My only saving grace was that I never let jealousy consume me over the bond my brother shared with both our parents. I understood their obsession with him because he was my favorite person in the world too. If it weren't for Maya, the guilt I carried over his death would've killed me.

Guilt for not believing him when he knew that his patient was a human traffic victim. Guilt for being persuaded into tailing a criminal, when we should've waited for the police. Guilt for losing sight of him in the busy train station, which allowed some lunatic to stab him. Guilt over needing to find comfort in Maya's arms, the exact minute he started bleeding out. Guilt over letting him die alone and afraid, when it was my job as his big sister to protect him.

Maya made sure that I knew that I still had another half of a whole to cling onto after I lost him, and that it was possible to breath without him, no matter how much it hurt. She's the reason I was able to work through my past so fast with Dr. Hilliam. Because she already carried me through the worst of it.

Now my therapist wants me to keep avoiding Maya in order for me to make my own decision, unbiased of her opinion, while in the same breath, asking me to talk to my tormentor. "Why do you think he reached out?" That was the same question I asked myself when I received an email from him, out of the blue, asking me to call him.

After ignoring the email for a few days, he sent another one stating that he wanted to apologize for the pain he caused me. From the emotional and verbal abuse I had to endure as a child and as a grown woman, to condemning my marriage with Maya when I told him about her, and everything that happened in between.

"He's asking for forgiveness, which makes me think that he's either dying or becoming senile.

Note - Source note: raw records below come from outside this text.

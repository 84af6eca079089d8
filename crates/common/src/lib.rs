pub mod analytics;
pub mod calibration;
pub mod detection;
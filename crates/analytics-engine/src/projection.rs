//! Applying the active projective transform to camera-space points.

use common::detection::NormPoint;
use nalgebra::{Matrix3, Vector3};

/// Scale factor magnitude below which the projection is undefined.
const W_EPS: f64 = 1e-9;

/// Homogeneous multiply + perspective divide. Returns `None` when the point
/// maps to infinity; callers treat that the same as having no calibration at
/// all rather than emitting a garbage coordinate.
pub fn apply(matrix: &Matrix3<f64>, point: NormPoint) -> Option<NormPoint> {
    let v = matrix * Vector3::new(point.x, point.y, 1.0);
    if v.z.abs() < W_EPS {
        return None;
    }
    Some(NormPoint::new(v.x / v.z, v.y / v.z))
}
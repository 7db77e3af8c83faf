//! Storage layout of the posts collection.

use bson::oid::ObjectId;
use bson::serde_helpers::chrono_datetime_as_bson_datetime;
use chrono::{DateTime, Utc};
use serde::{Deserialize, Serialize};

use quill_core::domain::{MediaRef, NewPost, Post};

/// Post as laid out in the collection: native `_id`, native BSON datetime.
#[derive(Debug, Clone, Serialize, Deserialize)]
#[serde(rename_all = "camelCase")]
pub struct PostDocument {
    #[serde(rename = "_id")]
    pub id: ObjectId,
    pub title: String,
    pub author: String,
    pub content: String,
    #[serde(default, skip_serializing_if = "Option::is_none")]
    pub excerpt: Option<String>,
    #[serde(default, skip_serializing_if = "Option::is_none")]
    pub cover_image: Option<MediaRef>,
    #[serde(default, skip_serializing_if = "Option::is_none")]
    pub cover_video: Option<MediaRef>,
    #[serde(with = "chrono_datetime_as_bson_datetime")]
    pub date: DateTime<Utc>,
}

/// Insert form - the server assigns `_id`.
#[derive(Debug, Clone, Serialize)]
#[serde(rename_all = "camelCase")]
pub struct NewPostDocument {
    pub title: String,
    pub author: String,
    pub content: String,
    #[serde(skip_serializing_if = "Option::is_none")]
    pub excerpt: Option<String>,
    #[serde(skip_serializing_if = "Option::is_none")]
    pub cover_image: Option<MediaRef>,
    #[serde(skip_serializing_if = "Option::is_none")]
    pub cover_video: Option<MediaRef>,
    #[serde(with = "chrono_datetime_as_bson_datetime")]
    pub date: DateTime<Utc>,
}

impl From<NewPost> for NewPostDocument {
    fn from(post: NewPost) -> Self {
        Self {
            title: post.title,
            author: post.author,
            content: post.content,
            excerpt: post.excerpt,
            cover_image: post.cover_image,
            cover_video: post.cover_video,
            date: post.date,
        }
    }
}

impl From<PostDocument> for Post {
    fn from(document: PostDocument) -> Self {
        Self {
            id: document.id,
            title: document.title,
            author: document.author,
            content: document.content,
            excerpt: document.excerpt,
            cover_image: document.cover_image,
            cover_video: document.cover_video,
            date: document.date,
        }
    }
}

Or most likely, he's trying to appease Paula and using me as a chess piece in his little game of manipulation." Paula has been kind enough to send me weekly updates on my father's health and promised me that he was still taking his medicine and has become a wonderful man. I call la porcheria on the whole thing.

"When we talked about your father before, you mentioned how he's never apologized for anything in his entire life. The picture you painted of him was one of ruthlessness, unrelenting pride, and misogyny. Isn't there a small part of you that sees his attempt to make amends as a step forward? That you could be allowed to feel positive feelings towards your father?" I roll my eyes at Dr. Hilliam and shake my head.

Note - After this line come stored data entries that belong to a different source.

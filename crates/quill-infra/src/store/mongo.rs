//! MongoDB-backed post store.

use std::time::Duration;

use async_trait::async_trait;
use bson::{Document, doc, oid::ObjectId};
use futures::TryStreamExt;
use mongodb::options::ClientOptions;
use mongodb::{Client, Collection, Database};

use quill_core::domain::{NewPost, Post, PostPatch};
use quill_core::error::StoreError;
use quill_core::ports::{PostStore, UpdateOutcome};

use super::StoreConfig;
use super::document::{NewPostDocument, PostDocument};

const COLLECTION: &str = "posts";

/// Post store backed by a MongoDB collection.
///
/// The client is acquired once at startup and shared across all operations;
/// the driver pools connections and serializes conflicting writes to the
/// same document, so no locking happens on this side.
pub struct MongoPostStore {
    db: Database,
    collection: Collection<PostDocument>,
}

impl MongoPostStore {
    /// Connect to the configured deployment and bind the posts collection.
    pub async fn connect(config: &StoreConfig) -> Result<Self, StoreError> {
        tracing::info!(database = %config.database, "Connecting to document store...");

        let mut options = ClientOptions::parse(&config.uri)
            .await
            .map_err(|e| StoreError::Connection(e.to_string()))?;
        options.server_selection_timeout = Some(Duration::from_secs(10));

        let client =
            Client::with_options(options).map_err(|e| StoreError::Connection(e.to_string()))?;
        let db = client.database(&config.database);

        // Fail here rather than on the first CRUD call.
        db.run_command(doc! { "ping": 1 })
            .await
            .map_err(|e| StoreError::Connection(e.to_string()))?;

        tracing::info!("Document store connected");

        Ok(Self {
            collection: db.collection(COLLECTION),
            db,
        })
    }
}

/// Build the `$set` document for a patch. Fields the patch does not carry
/// stay out of the document, so the merge leaves them untouched.
fn set_document(patch: &PostPatch) -> Document {
    let mut set = Document::new();
    if let Some(title) = &patch.title {
        set.insert("title", title);
    }
    if let Some(author) = &patch.author {
        set.insert("author", author);
    }
    if let Some(content) = &patch.content {
        set.insert("content", content);
    }
    if let Some(excerpt) = &patch.excerpt {
        set.insert("excerpt", excerpt);
    }
    if let Some(image) = &patch.cover_image {
        set.insert("coverImage", doc! { "url": &image.url });
    }
    if let Some(video) = &patch.cover_video {
        set.insert("coverVideo", doc! { "url": &video.url });
    }
    set
}

#[async_trait]
impl PostStore for MongoPostStore {
    async fn insert(&self, post: NewPost) -> Result<ObjectId, StoreError> {
        let result = self
            .collection
            .clone_with_type::<NewPostDocument>()
            .insert_one(NewPostDocument::from(post))
            .await
            .map_err(|e| StoreError::Query(e.to_string()))?;

        result
            .inserted_id
            .as_object_id()
            .ok_or_else(|| StoreError::Query("store assigned a non-ObjectId insert id".to_owned()))
    }

    async fn find_all(&self) -> Result<Vec<Post>, StoreError> {
        let cursor = self
            .collection
            .find(doc! {})
            .await
            .map_err(|e| StoreError::Query(e.to_string()))?;

        let documents: Vec<PostDocument> = cursor
            .try_collect()
            .await
            .map_err(|e| StoreError::Query(e.to_string()))?;

        Ok(documents.into_iter().map(Into::into).collect())
    }

    async fn find_by_id(&self, id: ObjectId) -> Result<Option<Post>, StoreError> {
        let document = self
            .collection
            .find_one(doc! { "_id": id })
            .await
            .map_err(|e| StoreError::Query(e.to_string()))?;

        Ok(document.map(Into::into))
    }

    async fn update_by_id(
        &self,
        id: ObjectId,
        patch: PostPatch,
    ) -> Result<UpdateOutcome, StoreError> {
        let set = set_document(&patch);

        // The server rejects an empty `$set`; an empty patch degrades to an
        // existence check so it still reports the matched count.
        if set.is_empty() {
            let matched = self
                .collection
                .find_one(doc! { "_id": id })
                .await
                .map_err(|e| StoreError::Query(e.to_string()))?
                .is_some();
            return Ok(UpdateOutcome {
                matched: u64::from(matched),
                modified: 0,
            });
        }

        let result = self
            .collection
            .update_one(doc! { "_id": id }, doc! { "$set": set })
            .await
            .map_err(|e| StoreError::Query(e.to_string()))?;

        Ok(UpdateOutcome {
            matched: result.matched_count,
            modified: result.modified_count,
        })
    }

    async fn delete_by_id(&self, id: ObjectId) -> Result<u64, StoreError> {
        let result = self
            .collection
            .delete_one(doc! { "_id": id })
            .await
            .map_err(|e| StoreError::Query(e.to_string()))?;

        Ok(result.deleted_count)
    }

    async fn ping(&self) -> Result<(), StoreError> {
        self.db
            .run_command(doc! { "ping": 1 })
            .await
            .map_err(|e| StoreError::Query(e.to_string()))?;
        Ok(())
    }
}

Let them who live in glass houses be the first to cast a stone. "When can I see Maya again?" I steel my gaze when he sighs loudly at my abrupt change of subject, but I become frustrated when he doesn't relent like I thought he would. I've seen Maya give this same stare to people a lot scarier than Dr. Hilliam, watching them scamper and bump into each other in their haste to get away. Why couldn't that intimidation rub off on me?

"I'm not choosing your dad's side, Carina. Helping you is all I care about here. Which is why I think having that talk with your father will be nothing but beneficial for you. Either repairing the damage done or finding closure on that chapter on your past so you can move on with a pure heart, leaving the hate and resentment behind." He spins his chair around and bends over to search for something on the shelves against the wall.

He pulls out a bright yellow notebook with a matching pen and slides it across his desk to me. I raise my eyebrow at him. "Tell him everything that he has done that made you feel the way you do about him. Get everything off your chest and give him something to work off of. If he doesn't respond, then you leave your baggage on his doorstep. Let it become his cross to bear and relieve yourself from that burden. No harm done."

He shrugs his shoulders and blows imaginary dust out of his palm, an indication that I should let it go. "But if he wants to earn his place in your life, then don't close your heart to it and let the 'what if' taint your soul." He pushes himself up on his forearm to lean closer to me.